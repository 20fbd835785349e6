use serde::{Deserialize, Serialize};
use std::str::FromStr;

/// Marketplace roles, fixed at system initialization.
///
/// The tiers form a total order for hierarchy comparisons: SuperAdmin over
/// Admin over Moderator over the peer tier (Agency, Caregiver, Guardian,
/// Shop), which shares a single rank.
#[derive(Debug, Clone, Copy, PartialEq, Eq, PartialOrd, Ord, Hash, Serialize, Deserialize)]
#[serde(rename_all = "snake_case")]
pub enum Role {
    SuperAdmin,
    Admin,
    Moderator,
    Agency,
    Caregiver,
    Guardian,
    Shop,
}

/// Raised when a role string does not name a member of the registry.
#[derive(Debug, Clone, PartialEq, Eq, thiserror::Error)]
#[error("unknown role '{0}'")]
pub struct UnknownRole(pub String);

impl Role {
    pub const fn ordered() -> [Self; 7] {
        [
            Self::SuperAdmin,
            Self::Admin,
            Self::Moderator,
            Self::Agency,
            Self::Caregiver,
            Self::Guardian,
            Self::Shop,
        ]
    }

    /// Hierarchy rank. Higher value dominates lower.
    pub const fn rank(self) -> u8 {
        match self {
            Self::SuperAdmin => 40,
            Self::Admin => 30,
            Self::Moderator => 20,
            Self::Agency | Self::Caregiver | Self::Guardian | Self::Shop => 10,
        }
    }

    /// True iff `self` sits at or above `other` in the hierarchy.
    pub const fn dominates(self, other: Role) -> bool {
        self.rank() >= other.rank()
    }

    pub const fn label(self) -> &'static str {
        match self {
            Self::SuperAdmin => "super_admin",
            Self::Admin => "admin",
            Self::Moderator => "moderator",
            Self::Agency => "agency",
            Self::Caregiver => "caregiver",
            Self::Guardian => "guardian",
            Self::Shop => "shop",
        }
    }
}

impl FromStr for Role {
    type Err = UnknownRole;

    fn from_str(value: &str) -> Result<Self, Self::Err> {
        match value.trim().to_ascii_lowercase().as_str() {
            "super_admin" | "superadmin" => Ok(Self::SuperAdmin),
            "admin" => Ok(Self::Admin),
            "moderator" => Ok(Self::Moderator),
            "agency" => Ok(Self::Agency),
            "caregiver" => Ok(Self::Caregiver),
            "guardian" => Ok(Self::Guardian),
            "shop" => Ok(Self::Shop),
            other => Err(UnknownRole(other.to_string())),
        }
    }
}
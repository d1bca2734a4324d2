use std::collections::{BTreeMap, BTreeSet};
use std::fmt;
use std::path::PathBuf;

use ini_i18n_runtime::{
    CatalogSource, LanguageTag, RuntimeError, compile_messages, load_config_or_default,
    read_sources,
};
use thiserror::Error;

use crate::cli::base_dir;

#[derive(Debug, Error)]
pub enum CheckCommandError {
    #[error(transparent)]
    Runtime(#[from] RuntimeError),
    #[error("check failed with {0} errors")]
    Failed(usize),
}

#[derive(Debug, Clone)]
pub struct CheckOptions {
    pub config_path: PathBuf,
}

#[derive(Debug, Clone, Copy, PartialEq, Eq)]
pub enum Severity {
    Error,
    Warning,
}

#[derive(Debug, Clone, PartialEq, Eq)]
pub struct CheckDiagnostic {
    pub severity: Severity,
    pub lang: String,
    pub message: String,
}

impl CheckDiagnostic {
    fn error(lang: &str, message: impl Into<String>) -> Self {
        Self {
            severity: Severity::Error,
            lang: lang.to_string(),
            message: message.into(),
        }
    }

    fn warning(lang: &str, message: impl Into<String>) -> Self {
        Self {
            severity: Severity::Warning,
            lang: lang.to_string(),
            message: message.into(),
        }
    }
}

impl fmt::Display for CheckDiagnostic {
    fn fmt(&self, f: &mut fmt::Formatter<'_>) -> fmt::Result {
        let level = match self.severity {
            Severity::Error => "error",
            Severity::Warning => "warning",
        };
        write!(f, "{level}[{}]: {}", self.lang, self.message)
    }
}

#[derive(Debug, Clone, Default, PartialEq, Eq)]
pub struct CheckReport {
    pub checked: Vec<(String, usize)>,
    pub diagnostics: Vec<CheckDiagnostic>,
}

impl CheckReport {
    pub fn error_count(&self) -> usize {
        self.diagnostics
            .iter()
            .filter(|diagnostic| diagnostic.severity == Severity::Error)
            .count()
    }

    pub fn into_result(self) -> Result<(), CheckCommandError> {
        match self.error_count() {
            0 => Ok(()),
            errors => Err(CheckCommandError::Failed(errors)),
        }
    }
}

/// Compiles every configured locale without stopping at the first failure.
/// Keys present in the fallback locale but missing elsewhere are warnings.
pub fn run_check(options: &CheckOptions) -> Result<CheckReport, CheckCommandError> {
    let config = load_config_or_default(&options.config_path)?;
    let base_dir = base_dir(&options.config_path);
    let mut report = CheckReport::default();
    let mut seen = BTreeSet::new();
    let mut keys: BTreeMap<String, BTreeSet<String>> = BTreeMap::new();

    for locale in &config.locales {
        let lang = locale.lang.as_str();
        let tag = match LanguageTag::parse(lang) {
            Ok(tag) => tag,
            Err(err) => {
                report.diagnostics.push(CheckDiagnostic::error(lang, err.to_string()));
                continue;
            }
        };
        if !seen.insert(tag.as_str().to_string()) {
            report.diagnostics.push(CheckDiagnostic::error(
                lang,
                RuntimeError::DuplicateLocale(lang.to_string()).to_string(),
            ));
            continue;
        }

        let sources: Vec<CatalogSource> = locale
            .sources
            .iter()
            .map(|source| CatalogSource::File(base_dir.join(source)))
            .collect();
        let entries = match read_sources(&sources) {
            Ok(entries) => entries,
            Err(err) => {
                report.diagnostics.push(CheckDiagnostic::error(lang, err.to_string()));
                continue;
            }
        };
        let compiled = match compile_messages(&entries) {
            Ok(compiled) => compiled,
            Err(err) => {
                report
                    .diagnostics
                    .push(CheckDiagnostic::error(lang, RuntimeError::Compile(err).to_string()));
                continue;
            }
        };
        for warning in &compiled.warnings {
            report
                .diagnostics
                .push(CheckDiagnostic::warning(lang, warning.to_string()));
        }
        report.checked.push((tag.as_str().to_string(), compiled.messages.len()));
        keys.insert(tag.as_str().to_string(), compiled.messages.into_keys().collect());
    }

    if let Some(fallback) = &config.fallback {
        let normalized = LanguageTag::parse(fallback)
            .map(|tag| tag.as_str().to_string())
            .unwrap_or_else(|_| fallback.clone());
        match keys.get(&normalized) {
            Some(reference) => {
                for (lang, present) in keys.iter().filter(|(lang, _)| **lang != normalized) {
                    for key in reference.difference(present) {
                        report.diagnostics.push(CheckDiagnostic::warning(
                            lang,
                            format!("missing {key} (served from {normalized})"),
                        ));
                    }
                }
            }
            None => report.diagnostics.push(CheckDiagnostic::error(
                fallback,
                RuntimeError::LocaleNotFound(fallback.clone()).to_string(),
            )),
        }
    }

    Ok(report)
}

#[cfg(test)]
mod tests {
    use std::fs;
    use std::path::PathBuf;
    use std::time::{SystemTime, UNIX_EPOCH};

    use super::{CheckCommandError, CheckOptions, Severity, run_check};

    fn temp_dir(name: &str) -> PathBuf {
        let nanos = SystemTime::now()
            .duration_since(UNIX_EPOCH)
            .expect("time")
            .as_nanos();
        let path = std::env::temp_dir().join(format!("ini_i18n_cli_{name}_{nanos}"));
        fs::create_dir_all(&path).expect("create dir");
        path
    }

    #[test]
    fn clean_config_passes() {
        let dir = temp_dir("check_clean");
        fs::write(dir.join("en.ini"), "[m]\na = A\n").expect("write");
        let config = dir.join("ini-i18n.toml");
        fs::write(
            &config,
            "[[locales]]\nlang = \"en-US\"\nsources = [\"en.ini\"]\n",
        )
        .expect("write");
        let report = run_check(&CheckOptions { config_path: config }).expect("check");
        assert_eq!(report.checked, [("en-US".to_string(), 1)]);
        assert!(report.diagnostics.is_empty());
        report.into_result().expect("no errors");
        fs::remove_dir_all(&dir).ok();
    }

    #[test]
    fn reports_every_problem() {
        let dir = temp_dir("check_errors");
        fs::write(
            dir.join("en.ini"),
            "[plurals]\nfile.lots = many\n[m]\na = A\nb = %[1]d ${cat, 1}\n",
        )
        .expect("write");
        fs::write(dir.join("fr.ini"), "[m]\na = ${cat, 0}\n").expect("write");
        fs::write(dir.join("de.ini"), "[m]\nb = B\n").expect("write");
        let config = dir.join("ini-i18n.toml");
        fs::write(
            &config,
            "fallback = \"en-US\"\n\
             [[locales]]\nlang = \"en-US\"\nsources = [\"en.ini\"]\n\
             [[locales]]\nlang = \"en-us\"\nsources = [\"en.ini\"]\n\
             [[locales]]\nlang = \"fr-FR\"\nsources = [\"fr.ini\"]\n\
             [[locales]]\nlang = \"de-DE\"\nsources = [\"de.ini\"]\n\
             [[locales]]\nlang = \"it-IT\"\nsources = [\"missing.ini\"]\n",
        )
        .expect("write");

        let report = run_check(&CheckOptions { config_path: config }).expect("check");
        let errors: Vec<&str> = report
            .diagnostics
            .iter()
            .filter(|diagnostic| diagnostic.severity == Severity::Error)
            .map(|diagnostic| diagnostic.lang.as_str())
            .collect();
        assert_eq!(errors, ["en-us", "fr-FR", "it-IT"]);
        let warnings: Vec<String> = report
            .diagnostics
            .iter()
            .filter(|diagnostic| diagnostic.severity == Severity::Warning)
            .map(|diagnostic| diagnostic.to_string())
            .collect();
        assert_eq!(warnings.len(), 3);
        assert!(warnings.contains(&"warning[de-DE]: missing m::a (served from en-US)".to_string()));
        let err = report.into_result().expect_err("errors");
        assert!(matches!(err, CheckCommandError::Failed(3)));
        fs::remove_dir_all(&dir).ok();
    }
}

────────

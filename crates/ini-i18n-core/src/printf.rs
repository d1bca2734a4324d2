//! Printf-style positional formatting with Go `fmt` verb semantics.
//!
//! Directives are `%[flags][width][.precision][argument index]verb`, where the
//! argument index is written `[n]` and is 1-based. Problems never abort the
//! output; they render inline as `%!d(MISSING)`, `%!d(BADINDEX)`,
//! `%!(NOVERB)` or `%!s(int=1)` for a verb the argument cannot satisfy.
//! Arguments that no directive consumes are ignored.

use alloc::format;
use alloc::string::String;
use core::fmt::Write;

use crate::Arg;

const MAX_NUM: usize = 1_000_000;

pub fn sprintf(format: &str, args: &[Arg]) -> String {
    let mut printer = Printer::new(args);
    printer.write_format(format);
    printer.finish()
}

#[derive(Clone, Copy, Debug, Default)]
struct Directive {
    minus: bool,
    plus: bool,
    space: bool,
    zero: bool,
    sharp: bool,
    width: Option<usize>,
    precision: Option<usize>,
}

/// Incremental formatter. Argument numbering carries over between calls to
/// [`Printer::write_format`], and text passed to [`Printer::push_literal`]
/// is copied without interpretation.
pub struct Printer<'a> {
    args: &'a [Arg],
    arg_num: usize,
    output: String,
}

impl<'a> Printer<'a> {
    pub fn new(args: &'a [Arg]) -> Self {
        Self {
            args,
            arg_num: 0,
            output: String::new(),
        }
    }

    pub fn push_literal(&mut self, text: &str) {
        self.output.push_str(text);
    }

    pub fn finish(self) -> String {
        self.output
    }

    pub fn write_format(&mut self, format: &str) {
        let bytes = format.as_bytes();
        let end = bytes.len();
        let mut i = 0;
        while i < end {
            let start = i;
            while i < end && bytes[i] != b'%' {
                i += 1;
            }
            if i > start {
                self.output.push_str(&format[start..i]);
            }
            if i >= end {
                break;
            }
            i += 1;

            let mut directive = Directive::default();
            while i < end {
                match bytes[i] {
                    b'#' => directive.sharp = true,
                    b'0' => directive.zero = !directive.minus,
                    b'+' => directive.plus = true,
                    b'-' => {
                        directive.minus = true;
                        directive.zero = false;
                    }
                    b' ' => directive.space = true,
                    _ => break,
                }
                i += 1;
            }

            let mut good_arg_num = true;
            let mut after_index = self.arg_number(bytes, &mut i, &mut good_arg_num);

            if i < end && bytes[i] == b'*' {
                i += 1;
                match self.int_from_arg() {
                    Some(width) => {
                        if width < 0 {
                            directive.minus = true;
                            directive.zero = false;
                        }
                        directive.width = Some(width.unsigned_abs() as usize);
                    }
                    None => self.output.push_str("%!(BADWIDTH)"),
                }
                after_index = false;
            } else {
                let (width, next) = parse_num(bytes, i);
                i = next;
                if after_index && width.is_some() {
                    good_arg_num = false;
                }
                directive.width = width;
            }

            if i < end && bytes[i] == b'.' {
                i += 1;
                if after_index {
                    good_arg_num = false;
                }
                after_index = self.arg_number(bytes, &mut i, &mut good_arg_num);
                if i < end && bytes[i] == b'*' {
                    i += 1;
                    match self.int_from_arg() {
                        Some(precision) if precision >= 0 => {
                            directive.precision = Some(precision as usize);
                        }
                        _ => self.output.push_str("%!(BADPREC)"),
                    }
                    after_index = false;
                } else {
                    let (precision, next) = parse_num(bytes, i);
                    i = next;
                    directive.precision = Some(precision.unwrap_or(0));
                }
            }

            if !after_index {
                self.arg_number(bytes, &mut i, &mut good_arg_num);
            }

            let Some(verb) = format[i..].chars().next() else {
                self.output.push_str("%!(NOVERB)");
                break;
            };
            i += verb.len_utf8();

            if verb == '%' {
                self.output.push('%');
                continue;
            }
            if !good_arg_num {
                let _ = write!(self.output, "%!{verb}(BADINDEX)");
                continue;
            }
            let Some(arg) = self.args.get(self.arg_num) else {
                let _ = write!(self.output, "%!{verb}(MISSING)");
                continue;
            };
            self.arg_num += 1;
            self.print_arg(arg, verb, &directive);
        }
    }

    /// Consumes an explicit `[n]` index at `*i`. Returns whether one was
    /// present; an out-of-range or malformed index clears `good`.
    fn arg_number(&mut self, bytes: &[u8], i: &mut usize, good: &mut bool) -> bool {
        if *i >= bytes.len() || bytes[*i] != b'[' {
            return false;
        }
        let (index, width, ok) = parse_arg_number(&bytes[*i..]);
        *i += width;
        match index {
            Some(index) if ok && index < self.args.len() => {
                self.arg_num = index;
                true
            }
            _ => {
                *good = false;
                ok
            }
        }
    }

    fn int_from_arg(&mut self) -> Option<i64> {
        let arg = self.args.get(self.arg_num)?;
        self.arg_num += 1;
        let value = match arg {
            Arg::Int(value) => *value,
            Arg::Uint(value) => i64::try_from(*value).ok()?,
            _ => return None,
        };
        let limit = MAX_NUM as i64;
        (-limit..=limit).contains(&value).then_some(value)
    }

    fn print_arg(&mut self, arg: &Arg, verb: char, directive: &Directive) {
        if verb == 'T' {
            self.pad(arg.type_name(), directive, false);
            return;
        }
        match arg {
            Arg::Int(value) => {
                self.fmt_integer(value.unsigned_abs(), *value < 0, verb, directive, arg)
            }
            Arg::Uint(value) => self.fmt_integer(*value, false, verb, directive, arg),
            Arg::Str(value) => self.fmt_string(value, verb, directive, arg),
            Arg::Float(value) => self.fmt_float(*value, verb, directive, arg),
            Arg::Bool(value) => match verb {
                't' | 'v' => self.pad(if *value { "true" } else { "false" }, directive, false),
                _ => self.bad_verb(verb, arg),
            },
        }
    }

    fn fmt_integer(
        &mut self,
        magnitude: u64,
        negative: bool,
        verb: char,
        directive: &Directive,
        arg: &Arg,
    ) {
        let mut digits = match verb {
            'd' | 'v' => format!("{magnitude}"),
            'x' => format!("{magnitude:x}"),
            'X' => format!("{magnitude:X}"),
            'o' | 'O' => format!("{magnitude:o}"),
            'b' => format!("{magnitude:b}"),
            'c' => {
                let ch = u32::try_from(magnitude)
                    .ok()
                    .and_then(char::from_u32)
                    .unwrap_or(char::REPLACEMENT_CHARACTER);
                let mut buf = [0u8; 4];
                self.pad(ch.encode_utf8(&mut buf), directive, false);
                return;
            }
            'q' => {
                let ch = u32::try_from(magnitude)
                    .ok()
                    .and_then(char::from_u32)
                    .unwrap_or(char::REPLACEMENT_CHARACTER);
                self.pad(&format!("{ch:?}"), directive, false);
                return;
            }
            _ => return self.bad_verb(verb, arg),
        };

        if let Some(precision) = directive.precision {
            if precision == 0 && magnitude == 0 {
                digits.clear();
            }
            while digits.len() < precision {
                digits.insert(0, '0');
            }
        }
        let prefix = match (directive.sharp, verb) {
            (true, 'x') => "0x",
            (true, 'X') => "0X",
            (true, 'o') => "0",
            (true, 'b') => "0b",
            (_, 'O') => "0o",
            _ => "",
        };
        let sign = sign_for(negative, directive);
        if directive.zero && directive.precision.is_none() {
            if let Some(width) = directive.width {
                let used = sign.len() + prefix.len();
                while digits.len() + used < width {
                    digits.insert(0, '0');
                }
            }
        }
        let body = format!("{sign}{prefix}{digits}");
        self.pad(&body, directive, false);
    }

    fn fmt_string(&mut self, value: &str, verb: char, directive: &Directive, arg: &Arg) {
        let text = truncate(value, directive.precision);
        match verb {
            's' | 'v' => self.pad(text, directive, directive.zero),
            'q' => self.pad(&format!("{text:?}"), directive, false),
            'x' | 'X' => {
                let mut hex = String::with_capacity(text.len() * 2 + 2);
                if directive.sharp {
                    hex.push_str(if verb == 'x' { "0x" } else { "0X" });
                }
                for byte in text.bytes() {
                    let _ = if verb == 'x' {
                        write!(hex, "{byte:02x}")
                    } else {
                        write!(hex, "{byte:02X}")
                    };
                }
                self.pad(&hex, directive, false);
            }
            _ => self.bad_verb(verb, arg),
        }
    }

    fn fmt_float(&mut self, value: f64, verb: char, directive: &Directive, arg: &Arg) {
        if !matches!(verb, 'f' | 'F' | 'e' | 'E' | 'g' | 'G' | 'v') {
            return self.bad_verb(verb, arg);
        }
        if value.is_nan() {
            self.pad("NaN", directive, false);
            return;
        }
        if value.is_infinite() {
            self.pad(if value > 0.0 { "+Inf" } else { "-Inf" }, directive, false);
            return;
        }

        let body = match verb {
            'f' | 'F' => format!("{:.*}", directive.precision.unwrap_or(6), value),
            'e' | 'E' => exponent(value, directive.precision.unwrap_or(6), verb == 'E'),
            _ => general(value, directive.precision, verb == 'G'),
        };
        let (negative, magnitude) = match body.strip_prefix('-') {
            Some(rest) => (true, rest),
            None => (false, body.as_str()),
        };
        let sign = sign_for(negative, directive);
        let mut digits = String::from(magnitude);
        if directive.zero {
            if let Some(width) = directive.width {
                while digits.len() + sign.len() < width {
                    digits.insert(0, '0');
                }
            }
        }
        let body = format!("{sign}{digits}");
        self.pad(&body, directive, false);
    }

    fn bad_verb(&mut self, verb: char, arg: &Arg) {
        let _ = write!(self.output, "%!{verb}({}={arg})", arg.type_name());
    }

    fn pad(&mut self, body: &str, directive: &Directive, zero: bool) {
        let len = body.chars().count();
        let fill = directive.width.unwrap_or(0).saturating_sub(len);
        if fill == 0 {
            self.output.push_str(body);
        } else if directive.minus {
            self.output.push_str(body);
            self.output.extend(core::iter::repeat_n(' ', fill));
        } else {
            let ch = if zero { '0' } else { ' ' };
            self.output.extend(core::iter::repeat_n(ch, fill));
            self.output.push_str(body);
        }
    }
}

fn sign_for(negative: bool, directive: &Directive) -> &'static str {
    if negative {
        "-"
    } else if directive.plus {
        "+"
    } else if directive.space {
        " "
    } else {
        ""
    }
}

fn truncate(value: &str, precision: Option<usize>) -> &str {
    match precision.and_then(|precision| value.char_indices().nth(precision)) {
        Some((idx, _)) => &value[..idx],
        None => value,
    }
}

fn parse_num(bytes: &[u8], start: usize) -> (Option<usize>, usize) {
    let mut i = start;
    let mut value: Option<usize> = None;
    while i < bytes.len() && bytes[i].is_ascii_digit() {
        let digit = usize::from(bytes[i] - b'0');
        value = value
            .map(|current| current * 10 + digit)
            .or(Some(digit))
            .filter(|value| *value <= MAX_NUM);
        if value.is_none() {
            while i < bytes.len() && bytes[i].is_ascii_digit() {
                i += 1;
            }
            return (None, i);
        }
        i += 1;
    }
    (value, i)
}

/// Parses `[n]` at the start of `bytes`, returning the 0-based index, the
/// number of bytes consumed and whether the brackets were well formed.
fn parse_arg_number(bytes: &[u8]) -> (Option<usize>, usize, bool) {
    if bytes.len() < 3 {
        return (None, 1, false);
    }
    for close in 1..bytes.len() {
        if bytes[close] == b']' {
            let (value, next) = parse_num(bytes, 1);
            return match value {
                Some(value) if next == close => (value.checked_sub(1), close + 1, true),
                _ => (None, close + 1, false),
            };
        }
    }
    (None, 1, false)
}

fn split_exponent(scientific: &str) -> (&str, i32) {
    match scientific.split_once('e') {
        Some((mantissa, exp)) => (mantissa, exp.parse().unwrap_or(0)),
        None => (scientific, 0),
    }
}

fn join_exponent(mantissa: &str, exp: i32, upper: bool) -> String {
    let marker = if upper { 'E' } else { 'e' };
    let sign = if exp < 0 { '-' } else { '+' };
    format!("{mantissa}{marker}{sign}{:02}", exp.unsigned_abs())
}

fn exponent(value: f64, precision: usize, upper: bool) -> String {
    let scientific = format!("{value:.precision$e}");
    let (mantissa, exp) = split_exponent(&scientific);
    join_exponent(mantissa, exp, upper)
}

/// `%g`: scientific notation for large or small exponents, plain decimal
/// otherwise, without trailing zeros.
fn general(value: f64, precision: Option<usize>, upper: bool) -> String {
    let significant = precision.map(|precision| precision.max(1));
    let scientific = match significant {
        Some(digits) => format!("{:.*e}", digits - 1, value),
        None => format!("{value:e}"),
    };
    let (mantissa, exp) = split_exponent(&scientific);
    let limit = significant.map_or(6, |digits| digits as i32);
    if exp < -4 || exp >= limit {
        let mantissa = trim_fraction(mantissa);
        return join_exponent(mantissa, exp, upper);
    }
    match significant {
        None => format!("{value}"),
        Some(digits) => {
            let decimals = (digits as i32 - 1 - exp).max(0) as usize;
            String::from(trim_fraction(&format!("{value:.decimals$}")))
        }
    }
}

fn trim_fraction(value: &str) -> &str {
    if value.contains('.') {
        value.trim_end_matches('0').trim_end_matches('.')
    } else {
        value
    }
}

────────

▶ PROBLEM STATEMENT:
Which lines above include the word "locales"? Show each one.

▶ TASK RESULT:
    for locale in &config.locales {
            "[[locales]]\nlang = \"en-US\"\nsources = [\"en.ini\"]\n",
             [[locales]]\nlang = \"en-US\"\nsources = [\"en.ini\"]\n\
             [[locales]]\nlang = \"en-us\"\nsources = [\"en.ini\"]\n\
             [[locales]]\nlang = \"fr-FR\"\nsources = [\"fr.ini\"]\n\
             [[locales]]\nlang = \"de-DE\"\nsources = [\"de.ini\"]\n\
             [[locales]]\nlang = \"it-IT\"\nsources = [\"missing.ini\"]\n",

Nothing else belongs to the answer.